In force, Jan.[January] 27, 1841.
An ACT to vacate a part of the town plat of the town Griggsville.
1
Part of town vacated
Owners consent to be had
Sec.[Section] 1. Be it enacted by the People of the State of Illinois, represented in the General Assembly, That so much of the town plat of the town of Griggsville, as lies between Federal and Stanford streets, being blocks numbered twenty-one, twenty-two, twenty-seven and twenty-eight, be, and the same is hereby vacated. That so much of the town plat of the town of Griggsville as lies between Federal and Beckford streets being blocks numbered nineteen, twenty, twenty-nine and thirty, be, and the same is hereby vacated: Provided, also, That the consent of the owners of lots in said blocks, should there be any other than the proprietor, shall first be obtained.2
Approved, January 27, 1841.
1In response to a petition from the citizens of Pike County, Solomon Parsons introduced HB 29 to the House of Representatives on December 14, 1840. The House passed the bill on December 21. The Senate passed the bill on January 14, 1841. The Council of Revision approved the bill on January 27 and the act became law.

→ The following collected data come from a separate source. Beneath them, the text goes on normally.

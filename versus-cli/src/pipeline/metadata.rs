//! System Metadata Collection
//!
//! Collects the environment a run happened in, so reports from different
//! machines or commits are never compared by accident.
//!
//! Linux-specific data (CPU model, memory) degrades to "Unknown" or 0 on
//! other platforms.

use chrono::Utc;
use versus_core::PipelineConfig;
use versus_report::{ReportMeta, SCHEMA_VERSION, SystemInfo};

/// Build report metadata including system info, git details and the config in effect
pub fn build_report_meta(config: &PipelineConfig) -> ReportMeta {
    ReportMeta {
        schema_version: SCHEMA_VERSION,
        version: env!("CARGO_PKG_VERSION").to_string(),
        timestamp: Utc::now(),
        git_commit: git(&["rev-parse", "HEAD"]),
        git_branch: git(&["rev-parse", "--abbrev-ref", "HEAD"]),
        system: SystemInfo {
            os: std::env::consts::OS.to_string(),
            arch: std::env::consts::ARCH.to_string(),
            cpu: cpu_model().unwrap_or_else(|| "Unknown".to_string()),
            cpu_cores: cpu_cores(),
            memory_gb: memory_gb().unwrap_or_default(),
        },
        config: config.clone(),
    }
}

fn git(args: &[&str]) -> Option<String> {
    std::process::Command::new("git")
        .args(args)
        .output()
        .ok()
        .filter(|o| o.status.success())
        .and_then(|o| String::from_utf8(o.stdout).ok())
        .map(|s| s.trim().to_string())
        .filter(|s| !s.is_empty())
}

/// First value of a `key: value` line in a /proc file (Linux only)
#[cfg(target_os = "linux")]
fn proc_field(path: &str, key: &str) -> Option<String> {
    let text = std::fs::read_to_string(path).ok()?;
    text.lines().find_map(|line| {
        let (name, value) = line.split_once(':')?;
        (name.trim() == key).then(|| value.trim().to_string())
    })
}

#[cfg(not(target_os = "linux"))]
fn proc_field(_path: &str, _key: &str) -> Option<String> {
    None
}

fn cpu_model() -> Option<String> {
    proc_field("/proc/cpuinfo", "model name")
}

fn cpu_cores() -> u32 {
    std::thread::available_parallelism().map_or(1, |n| n.get() as u32)
}

/// `MemTotal` is reported in KiB
fn memory_gb() -> Option<f64> {
    let total = proc_field("/proc/meminfo", "MemTotal")?;
    let kib: u64 = total.split_whitespace().next()?.parse().ok()?;
    Some(kib as f64 / (1024.0 * 1024.0))
}

#[cfg(test)]
mod tests {
    use super::*;

    #[test]
    fn test_meta_carries_config_and_schema() {
        let mut config = PipelineConfig::default();
        config.statistics.significance_alpha = 0.01;
        let meta = build_report_meta(&config);
        assert_eq!(meta.schema_version, SCHEMA_VERSION);
        assert_eq!(meta.config.statistics.significance_alpha, 0.01);
        assert!(meta.system.cpu_cores >= 1);
        assert!(!meta.system.os.is_empty());
    }
}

Illinois House Journal. 1840. 12th G. A., 114, 121, 141, 229, 276, 287, 290; Illinois Senate Journal. 1840. 12th G. A., 104, 125, 131, 163.
2Illinois experienced a time of intense land speculation in the 1830s that resulted in a number of “paper towns,” settlements that were platted and available for sale but where few or no people actually lived. Many of the proprietors of these settlements abandoned them during and after the Panic of 1837. As a result, the General Assembly received a large number of petitions for vacation during their sessions from 1838 to 1841. In 1841, the legislature passed an act setting parameters for proprietors to vacate town plats themselves. Vacating a plat gave owners greater flexibility in the use, fencing, and sale of the property.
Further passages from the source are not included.